Assigned task –
Exactly the lines from the start of the data through the line containing "type Error = StoreError;" should be output, with both ends kept and nothing added.

+--

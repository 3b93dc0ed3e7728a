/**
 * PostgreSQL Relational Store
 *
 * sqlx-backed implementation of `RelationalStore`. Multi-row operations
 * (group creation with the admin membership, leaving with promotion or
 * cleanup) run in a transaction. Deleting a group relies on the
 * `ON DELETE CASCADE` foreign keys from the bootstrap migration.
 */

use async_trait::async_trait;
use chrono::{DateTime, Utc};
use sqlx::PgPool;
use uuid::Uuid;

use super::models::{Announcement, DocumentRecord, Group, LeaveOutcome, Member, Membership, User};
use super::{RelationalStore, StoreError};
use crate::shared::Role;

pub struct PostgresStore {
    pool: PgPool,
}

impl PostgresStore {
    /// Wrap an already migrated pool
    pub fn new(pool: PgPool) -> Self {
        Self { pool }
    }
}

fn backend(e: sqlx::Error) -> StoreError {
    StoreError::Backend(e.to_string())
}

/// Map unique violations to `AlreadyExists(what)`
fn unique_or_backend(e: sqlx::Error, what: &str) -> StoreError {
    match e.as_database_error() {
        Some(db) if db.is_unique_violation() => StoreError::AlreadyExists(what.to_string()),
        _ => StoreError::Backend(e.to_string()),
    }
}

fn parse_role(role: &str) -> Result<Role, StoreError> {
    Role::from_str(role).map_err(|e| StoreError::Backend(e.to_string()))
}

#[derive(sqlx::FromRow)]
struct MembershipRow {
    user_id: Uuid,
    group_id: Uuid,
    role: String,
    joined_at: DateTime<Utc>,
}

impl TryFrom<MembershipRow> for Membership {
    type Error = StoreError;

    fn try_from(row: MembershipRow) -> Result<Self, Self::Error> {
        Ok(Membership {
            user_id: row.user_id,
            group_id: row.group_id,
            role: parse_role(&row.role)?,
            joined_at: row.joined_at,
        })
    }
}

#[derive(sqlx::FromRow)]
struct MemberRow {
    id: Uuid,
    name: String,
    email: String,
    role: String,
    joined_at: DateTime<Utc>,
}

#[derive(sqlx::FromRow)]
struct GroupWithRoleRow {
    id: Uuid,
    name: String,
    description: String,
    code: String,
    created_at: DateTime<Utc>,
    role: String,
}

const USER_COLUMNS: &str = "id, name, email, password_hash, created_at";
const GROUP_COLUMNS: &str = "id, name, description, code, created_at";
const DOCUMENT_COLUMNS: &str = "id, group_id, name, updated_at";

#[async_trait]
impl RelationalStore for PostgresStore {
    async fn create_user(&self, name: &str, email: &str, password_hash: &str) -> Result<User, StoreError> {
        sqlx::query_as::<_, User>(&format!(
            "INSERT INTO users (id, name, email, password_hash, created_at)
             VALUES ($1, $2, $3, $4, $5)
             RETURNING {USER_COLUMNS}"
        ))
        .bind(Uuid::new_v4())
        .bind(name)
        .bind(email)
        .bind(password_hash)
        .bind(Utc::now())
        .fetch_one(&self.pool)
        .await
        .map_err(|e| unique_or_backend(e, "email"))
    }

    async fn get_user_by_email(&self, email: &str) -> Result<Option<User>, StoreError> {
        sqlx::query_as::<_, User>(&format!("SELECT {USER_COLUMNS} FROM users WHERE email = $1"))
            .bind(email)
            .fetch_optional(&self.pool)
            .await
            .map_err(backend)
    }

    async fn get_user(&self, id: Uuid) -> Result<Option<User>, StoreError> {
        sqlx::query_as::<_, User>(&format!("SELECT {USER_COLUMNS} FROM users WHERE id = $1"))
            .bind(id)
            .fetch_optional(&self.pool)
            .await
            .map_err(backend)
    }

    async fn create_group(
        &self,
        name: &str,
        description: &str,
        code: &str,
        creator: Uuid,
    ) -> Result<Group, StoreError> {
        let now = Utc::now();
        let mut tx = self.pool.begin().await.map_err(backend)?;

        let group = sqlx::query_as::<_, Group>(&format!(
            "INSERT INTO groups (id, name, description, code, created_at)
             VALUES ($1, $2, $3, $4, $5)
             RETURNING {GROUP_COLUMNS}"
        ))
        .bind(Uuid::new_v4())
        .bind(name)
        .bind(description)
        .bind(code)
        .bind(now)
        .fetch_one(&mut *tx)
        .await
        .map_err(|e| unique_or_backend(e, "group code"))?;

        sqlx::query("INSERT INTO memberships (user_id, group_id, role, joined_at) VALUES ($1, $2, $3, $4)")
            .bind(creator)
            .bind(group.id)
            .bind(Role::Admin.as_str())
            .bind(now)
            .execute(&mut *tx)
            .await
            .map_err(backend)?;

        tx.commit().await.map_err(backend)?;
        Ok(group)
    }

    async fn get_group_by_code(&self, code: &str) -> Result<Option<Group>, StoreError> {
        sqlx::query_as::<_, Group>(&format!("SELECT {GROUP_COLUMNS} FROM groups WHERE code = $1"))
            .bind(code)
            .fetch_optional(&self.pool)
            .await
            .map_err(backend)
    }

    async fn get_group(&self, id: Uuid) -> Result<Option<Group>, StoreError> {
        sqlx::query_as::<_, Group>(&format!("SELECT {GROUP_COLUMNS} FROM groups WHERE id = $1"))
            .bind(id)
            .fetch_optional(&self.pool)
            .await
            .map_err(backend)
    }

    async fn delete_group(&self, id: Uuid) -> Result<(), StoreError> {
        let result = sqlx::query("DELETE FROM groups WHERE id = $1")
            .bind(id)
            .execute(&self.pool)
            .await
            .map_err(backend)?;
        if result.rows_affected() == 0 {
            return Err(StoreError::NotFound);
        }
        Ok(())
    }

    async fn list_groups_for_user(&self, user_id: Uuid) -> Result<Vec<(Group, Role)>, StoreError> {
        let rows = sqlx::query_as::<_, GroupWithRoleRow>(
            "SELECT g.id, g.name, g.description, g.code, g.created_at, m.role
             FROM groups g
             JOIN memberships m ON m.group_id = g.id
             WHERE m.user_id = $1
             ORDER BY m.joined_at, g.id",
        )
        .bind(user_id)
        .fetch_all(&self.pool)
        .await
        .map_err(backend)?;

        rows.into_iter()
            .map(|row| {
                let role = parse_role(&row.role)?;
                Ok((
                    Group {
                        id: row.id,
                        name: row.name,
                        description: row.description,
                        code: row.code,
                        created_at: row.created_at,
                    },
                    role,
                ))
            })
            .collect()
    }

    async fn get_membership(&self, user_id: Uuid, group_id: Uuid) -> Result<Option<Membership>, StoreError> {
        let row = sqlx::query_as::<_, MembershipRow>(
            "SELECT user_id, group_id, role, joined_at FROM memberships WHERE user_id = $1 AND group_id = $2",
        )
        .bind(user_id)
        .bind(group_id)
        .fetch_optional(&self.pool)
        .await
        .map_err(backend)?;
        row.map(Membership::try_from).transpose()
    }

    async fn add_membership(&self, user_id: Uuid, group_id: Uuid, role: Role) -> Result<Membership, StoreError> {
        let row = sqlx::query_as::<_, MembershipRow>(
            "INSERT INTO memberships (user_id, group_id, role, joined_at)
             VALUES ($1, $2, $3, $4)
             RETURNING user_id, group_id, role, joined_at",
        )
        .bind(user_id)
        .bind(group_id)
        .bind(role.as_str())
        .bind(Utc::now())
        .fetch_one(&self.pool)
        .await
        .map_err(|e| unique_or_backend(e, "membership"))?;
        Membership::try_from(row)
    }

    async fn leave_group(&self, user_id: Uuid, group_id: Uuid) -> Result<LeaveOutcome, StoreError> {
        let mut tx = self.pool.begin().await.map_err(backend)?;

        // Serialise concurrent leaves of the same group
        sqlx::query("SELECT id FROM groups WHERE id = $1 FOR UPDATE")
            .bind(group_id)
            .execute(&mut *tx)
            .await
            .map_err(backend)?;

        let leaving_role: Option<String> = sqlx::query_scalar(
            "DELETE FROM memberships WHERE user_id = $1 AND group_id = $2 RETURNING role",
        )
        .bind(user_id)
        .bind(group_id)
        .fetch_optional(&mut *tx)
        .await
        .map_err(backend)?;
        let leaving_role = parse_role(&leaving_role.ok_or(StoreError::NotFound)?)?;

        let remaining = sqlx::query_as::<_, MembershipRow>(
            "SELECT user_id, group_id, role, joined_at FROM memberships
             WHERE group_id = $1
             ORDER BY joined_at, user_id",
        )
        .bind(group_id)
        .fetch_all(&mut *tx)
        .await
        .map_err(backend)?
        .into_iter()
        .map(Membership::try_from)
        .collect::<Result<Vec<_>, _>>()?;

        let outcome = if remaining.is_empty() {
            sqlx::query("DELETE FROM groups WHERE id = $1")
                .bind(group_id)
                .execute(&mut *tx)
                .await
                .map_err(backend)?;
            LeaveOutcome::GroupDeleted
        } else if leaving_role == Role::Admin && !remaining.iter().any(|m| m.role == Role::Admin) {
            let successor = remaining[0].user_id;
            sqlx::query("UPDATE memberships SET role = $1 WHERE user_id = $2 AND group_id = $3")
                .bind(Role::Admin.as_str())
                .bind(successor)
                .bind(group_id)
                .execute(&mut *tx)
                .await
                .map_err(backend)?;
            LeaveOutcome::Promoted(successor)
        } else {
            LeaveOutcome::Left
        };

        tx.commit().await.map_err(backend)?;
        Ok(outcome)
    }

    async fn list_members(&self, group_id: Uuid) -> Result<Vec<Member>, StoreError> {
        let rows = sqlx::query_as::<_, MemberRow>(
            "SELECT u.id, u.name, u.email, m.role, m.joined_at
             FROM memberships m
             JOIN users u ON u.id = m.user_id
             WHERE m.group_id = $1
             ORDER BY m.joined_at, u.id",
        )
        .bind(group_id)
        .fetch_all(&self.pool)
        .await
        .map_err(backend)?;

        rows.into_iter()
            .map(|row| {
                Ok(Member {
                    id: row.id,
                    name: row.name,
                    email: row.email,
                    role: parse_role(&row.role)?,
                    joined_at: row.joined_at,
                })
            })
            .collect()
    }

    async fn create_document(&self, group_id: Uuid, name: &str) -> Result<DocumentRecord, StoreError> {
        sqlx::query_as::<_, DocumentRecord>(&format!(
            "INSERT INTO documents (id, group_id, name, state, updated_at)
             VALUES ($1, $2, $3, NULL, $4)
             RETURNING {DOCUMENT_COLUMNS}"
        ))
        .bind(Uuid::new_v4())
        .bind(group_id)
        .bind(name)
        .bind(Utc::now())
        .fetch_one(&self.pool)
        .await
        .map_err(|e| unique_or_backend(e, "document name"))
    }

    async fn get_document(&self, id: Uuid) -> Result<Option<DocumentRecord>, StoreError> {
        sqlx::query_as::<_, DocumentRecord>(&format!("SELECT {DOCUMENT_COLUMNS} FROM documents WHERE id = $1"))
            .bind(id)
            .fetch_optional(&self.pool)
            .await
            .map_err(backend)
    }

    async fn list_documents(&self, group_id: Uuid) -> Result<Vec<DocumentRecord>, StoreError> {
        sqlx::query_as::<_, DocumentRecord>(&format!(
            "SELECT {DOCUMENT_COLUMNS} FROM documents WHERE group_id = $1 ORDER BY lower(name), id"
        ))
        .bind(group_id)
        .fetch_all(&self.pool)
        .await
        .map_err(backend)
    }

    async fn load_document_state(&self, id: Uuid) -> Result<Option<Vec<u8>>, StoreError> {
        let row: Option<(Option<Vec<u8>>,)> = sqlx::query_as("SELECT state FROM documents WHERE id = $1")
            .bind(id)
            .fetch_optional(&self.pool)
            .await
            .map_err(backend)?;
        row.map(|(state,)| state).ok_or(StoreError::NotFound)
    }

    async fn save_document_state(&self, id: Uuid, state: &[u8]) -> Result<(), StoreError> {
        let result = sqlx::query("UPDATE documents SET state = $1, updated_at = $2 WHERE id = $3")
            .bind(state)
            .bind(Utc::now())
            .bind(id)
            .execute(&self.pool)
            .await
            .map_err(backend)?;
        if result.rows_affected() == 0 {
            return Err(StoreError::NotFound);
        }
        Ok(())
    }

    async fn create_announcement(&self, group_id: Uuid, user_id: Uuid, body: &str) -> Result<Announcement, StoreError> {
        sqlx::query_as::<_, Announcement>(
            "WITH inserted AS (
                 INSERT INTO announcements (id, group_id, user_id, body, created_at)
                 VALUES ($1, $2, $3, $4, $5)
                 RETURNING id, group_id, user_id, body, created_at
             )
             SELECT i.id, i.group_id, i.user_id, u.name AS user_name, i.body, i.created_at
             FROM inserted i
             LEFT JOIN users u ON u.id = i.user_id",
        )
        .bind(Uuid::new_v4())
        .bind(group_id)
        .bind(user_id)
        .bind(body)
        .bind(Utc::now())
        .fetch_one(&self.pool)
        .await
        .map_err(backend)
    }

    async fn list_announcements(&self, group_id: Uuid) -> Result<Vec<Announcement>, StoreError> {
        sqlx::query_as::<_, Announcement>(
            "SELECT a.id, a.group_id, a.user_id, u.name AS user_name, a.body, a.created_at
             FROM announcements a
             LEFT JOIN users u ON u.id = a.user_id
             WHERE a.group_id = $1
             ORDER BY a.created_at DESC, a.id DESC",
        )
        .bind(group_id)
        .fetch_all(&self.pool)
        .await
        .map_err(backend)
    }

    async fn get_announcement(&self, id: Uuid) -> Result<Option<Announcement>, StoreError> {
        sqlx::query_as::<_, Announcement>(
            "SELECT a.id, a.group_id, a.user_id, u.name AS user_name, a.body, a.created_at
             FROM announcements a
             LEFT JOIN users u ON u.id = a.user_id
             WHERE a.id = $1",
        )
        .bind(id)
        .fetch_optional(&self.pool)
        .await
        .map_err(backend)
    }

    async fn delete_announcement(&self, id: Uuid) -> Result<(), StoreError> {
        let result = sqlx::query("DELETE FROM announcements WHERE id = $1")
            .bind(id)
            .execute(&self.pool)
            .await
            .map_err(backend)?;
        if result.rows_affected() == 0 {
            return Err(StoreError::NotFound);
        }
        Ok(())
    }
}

+--

Solution –
repository 3b93dc0ed3e7728a
/**
 * PostgreSQL Relational Store
 *
 * sqlx-backed implementation of `RelationalStore`. Multi-row operations
 * (group creation with the admin membership, leaving with promotion or
 * cleanup) run in a transaction. Deleting a group relies on the
 * `ON DELETE CASCADE` foreign keys from the bootstrap migration.
 */

use async_trait::async_trait;
use chrono::{DateTime, Utc};
use sqlx::PgPool;
use uuid::Uuid;

use super::models::{Announcement, DocumentRecord, Group, LeaveOutcome, Member, Membership, User};
use super::{RelationalStore, StoreError};
use crate::shared::Role;

pub struct PostgresStore {
    pool: PgPool,
}

impl PostgresStore {
    /// Wrap an already migrated pool
    pub fn new(pool: PgPool) -> Self {
        Self { pool }
    }
}

fn backend(e: sqlx::Error) -> StoreError {
    StoreError::Backend(e.to_string())
}

/// Map unique violations to `AlreadyExists(what)`
fn unique_or_backend(e: sqlx::Error, what: &str) -> StoreError {
    match e.as_database_error() {
        Some(db) if db.is_unique_violation() => StoreError::AlreadyExists(what.to_string()),
        _ => StoreError::Backend(e.to_string()),
    }
}

fn parse_role(role: &str) -> Result<Role, StoreError> {
    Role::from_str(role).map_err(|e| StoreError::Backend(e.to_string()))
}

#[derive(sqlx::FromRow)]
struct MembershipRow {
    user_id: Uuid,
    group_id: Uuid,
    role: String,
    joined_at: DateTime<Utc>,
}

impl TryFrom<MembershipRow> for Membership {
    type Error = StoreError;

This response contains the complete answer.